Segment Open

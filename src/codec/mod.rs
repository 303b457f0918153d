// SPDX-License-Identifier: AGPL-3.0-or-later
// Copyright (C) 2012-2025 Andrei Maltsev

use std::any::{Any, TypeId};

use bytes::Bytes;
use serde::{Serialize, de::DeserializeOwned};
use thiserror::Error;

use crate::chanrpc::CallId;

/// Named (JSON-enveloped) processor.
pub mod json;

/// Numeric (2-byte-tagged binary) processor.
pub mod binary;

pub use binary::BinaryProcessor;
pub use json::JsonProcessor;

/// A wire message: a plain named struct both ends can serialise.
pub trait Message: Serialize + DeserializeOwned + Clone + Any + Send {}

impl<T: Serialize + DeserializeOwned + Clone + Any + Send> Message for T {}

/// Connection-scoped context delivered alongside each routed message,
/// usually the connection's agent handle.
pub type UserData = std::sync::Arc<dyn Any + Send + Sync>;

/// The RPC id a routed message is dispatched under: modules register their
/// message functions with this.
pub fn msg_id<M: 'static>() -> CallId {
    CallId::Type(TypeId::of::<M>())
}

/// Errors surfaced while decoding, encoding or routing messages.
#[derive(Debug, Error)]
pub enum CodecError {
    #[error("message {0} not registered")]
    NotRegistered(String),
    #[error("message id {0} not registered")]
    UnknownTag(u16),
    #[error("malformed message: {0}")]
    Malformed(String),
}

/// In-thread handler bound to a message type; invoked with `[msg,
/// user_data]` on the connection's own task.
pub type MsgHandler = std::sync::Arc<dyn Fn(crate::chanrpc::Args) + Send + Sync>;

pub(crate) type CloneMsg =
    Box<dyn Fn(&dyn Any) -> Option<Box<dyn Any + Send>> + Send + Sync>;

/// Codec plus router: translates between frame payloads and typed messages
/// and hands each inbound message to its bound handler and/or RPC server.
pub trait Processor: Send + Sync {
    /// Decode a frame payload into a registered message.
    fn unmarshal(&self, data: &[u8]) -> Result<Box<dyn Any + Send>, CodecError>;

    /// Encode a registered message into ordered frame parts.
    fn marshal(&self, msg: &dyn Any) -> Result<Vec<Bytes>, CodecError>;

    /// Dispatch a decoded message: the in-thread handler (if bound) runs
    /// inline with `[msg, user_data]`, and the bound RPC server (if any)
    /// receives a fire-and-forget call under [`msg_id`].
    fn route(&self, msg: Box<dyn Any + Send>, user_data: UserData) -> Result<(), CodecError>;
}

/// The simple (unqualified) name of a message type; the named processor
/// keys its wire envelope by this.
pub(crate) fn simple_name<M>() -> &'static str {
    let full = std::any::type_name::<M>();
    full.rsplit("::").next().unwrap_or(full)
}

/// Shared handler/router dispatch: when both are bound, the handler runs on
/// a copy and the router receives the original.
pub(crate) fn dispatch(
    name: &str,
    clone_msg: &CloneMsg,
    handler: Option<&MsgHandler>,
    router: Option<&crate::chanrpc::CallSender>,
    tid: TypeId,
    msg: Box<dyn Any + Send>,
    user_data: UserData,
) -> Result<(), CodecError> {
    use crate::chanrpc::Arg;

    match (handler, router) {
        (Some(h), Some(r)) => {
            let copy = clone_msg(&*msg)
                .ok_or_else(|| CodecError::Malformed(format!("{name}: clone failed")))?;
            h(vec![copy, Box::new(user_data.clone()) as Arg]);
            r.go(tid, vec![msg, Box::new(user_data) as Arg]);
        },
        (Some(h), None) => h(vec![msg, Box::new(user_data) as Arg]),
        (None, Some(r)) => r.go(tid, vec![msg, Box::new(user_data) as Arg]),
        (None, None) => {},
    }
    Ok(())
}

Segment Closed
Segment Open

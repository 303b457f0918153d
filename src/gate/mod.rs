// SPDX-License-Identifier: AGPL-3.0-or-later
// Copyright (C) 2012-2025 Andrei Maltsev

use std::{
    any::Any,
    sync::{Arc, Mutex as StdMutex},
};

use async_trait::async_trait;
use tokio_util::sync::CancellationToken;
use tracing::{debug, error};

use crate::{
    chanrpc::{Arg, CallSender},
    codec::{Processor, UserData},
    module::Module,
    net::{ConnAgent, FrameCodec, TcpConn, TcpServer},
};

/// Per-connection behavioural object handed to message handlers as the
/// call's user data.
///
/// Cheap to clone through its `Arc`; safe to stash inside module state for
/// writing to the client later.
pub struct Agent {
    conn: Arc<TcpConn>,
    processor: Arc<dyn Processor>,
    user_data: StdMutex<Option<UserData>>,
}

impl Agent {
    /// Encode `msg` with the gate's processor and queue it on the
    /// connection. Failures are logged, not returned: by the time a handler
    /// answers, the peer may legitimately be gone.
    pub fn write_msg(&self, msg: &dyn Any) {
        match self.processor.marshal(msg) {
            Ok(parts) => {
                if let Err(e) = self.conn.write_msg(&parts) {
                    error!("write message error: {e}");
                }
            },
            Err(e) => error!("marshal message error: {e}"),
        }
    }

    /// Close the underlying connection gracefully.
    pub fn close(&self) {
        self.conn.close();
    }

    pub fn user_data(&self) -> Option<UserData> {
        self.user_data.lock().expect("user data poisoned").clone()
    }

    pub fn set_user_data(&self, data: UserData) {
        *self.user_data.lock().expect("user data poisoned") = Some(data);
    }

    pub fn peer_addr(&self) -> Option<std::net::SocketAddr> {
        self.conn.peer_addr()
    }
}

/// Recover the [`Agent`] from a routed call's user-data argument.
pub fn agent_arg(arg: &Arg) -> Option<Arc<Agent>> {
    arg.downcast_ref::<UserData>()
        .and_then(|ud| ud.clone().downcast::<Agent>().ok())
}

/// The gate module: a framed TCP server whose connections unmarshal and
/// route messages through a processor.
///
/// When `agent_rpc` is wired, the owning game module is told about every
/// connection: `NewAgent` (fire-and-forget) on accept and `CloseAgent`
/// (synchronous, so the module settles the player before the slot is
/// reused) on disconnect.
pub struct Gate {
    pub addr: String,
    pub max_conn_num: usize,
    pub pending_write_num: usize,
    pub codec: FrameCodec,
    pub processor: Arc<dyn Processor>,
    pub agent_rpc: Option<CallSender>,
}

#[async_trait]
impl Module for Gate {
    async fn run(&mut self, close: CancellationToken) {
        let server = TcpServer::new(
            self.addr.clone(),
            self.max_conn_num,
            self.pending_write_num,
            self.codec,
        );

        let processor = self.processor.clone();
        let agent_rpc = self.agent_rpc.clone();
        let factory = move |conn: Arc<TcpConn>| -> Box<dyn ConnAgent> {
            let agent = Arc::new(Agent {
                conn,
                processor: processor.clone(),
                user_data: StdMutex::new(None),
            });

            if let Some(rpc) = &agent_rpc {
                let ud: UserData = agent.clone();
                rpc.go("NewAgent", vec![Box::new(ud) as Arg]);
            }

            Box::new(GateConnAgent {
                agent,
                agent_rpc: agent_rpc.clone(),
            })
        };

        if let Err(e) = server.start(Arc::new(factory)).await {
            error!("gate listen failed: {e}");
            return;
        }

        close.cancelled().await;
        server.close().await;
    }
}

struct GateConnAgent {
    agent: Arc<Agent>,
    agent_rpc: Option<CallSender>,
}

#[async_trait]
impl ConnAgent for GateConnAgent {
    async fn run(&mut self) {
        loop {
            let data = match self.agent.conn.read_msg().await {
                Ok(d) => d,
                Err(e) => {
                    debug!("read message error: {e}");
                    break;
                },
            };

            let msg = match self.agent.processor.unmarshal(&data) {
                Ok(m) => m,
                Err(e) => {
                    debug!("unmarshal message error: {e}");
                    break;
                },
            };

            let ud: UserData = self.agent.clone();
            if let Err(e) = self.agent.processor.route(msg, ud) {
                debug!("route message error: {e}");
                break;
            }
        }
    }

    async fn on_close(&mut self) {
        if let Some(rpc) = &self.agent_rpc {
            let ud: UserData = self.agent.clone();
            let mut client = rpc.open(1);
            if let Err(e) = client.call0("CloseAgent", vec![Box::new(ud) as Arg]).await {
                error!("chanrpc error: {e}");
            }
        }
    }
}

Segment Closed
Segment Open

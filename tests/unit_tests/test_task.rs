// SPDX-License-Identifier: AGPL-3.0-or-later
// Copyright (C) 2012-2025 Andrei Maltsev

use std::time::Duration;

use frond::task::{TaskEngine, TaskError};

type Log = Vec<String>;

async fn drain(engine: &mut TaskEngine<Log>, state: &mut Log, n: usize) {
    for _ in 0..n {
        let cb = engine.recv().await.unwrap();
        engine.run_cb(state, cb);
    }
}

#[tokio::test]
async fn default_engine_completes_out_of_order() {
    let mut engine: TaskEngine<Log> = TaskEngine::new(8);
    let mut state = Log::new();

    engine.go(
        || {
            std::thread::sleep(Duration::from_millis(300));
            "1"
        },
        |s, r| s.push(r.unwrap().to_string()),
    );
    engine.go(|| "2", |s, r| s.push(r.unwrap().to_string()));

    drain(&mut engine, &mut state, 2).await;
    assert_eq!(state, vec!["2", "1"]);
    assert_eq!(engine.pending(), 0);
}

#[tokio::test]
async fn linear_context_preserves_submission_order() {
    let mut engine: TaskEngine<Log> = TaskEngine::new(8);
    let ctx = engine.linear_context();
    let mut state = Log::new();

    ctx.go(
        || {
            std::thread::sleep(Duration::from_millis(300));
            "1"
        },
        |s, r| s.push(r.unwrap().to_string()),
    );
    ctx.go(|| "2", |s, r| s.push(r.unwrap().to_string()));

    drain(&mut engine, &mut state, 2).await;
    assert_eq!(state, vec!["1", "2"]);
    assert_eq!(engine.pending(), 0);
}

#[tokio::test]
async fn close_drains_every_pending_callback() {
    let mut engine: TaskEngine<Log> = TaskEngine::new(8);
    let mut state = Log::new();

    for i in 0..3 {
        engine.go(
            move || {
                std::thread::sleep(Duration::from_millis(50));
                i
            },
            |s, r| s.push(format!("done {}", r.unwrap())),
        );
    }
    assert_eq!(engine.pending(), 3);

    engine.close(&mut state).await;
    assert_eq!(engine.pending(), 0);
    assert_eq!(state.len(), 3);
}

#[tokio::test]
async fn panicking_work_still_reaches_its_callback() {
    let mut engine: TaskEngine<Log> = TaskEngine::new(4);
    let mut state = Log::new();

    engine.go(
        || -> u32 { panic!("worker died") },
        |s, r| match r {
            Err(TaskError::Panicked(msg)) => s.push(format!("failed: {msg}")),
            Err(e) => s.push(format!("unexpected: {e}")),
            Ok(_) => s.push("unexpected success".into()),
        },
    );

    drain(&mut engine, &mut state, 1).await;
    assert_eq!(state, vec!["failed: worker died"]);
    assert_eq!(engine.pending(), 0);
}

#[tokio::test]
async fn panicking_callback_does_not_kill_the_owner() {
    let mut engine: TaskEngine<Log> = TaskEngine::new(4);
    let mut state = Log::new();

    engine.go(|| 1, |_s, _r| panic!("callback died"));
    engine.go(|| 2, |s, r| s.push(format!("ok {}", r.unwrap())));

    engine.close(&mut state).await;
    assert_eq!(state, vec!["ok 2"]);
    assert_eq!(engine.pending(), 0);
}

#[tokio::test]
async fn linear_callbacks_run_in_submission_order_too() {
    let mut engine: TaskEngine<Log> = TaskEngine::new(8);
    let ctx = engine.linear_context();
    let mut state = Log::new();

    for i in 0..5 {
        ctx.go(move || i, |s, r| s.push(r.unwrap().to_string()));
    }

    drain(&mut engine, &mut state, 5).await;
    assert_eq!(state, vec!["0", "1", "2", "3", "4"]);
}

Segment Closed

*Your instructions:*
Which lines of the data contain the string "usize"? Copy each one.

*Solved problem:*
    pub max_conn_num: usize,
    pub pending_write_num: usize,
async fn drain(engine: &mut TaskEngine<Log>, state: &mut Log, n: usize) {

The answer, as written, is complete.